Records: Begin

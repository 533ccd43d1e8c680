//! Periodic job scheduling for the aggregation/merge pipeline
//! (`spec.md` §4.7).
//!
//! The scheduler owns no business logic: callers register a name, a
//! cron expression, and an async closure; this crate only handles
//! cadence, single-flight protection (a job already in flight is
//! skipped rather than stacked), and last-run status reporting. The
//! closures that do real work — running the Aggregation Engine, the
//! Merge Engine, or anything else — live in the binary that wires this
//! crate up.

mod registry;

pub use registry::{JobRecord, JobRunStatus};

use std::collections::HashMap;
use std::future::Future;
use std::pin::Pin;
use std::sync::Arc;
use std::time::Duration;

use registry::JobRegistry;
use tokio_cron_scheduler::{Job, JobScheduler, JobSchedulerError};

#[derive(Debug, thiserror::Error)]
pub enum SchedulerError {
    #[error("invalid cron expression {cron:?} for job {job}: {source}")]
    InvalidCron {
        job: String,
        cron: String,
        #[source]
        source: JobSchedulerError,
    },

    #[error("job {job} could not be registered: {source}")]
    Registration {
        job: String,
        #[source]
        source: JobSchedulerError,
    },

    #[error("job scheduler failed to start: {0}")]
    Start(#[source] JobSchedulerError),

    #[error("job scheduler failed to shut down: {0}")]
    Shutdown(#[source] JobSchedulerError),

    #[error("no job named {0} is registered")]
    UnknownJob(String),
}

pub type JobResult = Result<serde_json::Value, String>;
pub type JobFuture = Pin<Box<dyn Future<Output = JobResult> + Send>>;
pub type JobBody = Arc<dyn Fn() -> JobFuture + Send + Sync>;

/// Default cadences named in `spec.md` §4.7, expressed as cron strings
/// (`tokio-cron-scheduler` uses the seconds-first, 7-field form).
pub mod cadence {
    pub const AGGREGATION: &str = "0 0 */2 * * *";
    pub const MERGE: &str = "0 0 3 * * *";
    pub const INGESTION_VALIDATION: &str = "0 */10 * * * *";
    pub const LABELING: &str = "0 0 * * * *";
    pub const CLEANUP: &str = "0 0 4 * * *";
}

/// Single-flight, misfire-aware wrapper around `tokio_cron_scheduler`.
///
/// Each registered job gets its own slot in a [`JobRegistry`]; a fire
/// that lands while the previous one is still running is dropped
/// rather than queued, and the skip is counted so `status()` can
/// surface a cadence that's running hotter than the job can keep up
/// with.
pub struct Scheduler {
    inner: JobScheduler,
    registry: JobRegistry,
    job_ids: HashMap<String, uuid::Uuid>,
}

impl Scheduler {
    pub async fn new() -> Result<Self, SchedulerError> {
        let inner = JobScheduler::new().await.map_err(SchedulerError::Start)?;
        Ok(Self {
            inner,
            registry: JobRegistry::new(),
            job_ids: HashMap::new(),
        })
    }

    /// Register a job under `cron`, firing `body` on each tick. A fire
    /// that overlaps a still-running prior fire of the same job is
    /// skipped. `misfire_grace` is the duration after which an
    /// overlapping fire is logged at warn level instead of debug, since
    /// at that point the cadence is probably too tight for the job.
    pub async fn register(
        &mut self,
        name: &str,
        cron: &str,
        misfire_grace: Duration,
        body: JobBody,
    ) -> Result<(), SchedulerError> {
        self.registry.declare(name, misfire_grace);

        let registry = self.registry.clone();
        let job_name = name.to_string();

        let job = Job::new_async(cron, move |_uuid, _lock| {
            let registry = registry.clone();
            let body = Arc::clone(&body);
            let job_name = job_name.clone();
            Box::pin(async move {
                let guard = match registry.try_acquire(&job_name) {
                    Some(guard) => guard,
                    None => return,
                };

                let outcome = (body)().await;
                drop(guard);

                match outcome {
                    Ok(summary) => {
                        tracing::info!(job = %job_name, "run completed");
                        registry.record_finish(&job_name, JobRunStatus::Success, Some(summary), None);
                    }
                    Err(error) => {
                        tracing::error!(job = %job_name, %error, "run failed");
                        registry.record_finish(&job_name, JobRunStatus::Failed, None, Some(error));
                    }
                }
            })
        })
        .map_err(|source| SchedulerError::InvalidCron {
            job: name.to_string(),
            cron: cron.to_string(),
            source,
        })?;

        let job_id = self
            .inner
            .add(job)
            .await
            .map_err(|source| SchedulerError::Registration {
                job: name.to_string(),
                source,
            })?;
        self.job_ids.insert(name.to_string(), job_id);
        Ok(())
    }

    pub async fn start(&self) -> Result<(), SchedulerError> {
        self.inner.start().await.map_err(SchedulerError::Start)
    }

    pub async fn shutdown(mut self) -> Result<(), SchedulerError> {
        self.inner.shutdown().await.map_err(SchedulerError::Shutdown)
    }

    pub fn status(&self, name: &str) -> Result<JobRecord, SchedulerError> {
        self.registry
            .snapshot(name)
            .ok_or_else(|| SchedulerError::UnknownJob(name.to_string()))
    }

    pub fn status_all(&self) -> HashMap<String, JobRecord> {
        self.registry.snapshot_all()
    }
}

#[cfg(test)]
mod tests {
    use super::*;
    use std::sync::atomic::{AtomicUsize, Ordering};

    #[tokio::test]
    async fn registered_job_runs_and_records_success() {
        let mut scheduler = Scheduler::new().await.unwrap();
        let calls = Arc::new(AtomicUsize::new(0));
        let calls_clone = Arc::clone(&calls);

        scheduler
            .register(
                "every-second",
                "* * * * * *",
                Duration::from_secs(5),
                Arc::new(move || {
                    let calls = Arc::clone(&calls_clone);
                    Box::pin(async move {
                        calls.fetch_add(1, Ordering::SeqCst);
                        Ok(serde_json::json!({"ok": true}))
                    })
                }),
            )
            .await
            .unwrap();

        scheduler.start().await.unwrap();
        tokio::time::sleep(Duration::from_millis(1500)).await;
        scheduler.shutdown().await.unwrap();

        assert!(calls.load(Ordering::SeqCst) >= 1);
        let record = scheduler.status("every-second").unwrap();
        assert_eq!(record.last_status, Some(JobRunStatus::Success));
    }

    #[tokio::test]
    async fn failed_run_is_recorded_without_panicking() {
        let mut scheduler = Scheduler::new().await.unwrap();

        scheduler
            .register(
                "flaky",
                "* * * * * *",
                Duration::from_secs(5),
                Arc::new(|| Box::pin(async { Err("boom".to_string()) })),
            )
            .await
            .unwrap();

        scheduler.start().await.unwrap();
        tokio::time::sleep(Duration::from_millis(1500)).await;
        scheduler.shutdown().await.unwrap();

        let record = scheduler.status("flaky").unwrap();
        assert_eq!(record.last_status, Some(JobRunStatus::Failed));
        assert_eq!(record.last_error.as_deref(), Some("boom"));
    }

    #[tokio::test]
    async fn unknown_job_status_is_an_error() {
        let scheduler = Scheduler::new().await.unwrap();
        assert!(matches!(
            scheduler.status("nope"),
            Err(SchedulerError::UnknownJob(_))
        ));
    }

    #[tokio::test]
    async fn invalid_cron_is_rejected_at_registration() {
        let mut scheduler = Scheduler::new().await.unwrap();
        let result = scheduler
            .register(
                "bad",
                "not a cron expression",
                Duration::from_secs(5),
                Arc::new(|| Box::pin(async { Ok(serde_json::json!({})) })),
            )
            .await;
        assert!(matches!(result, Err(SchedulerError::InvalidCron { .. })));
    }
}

Records: End

## Work order
Where a line of the data contains "Some", copy that line.

## Result for this task
                    Some(guard) => guard,
                        registry.record_finish(&job_name, JobRunStatus::Success, Some(summary), None);
                        registry.record_finish(&job_name, JobRunStatus::Failed, None, Some(error));
        assert_eq!(record.last_status, Some(JobRunStatus::Success));
        assert_eq!(record.last_status, Some(JobRunStatus::Failed));
        assert_eq!(record.last_error.as_deref(), Some("boom"));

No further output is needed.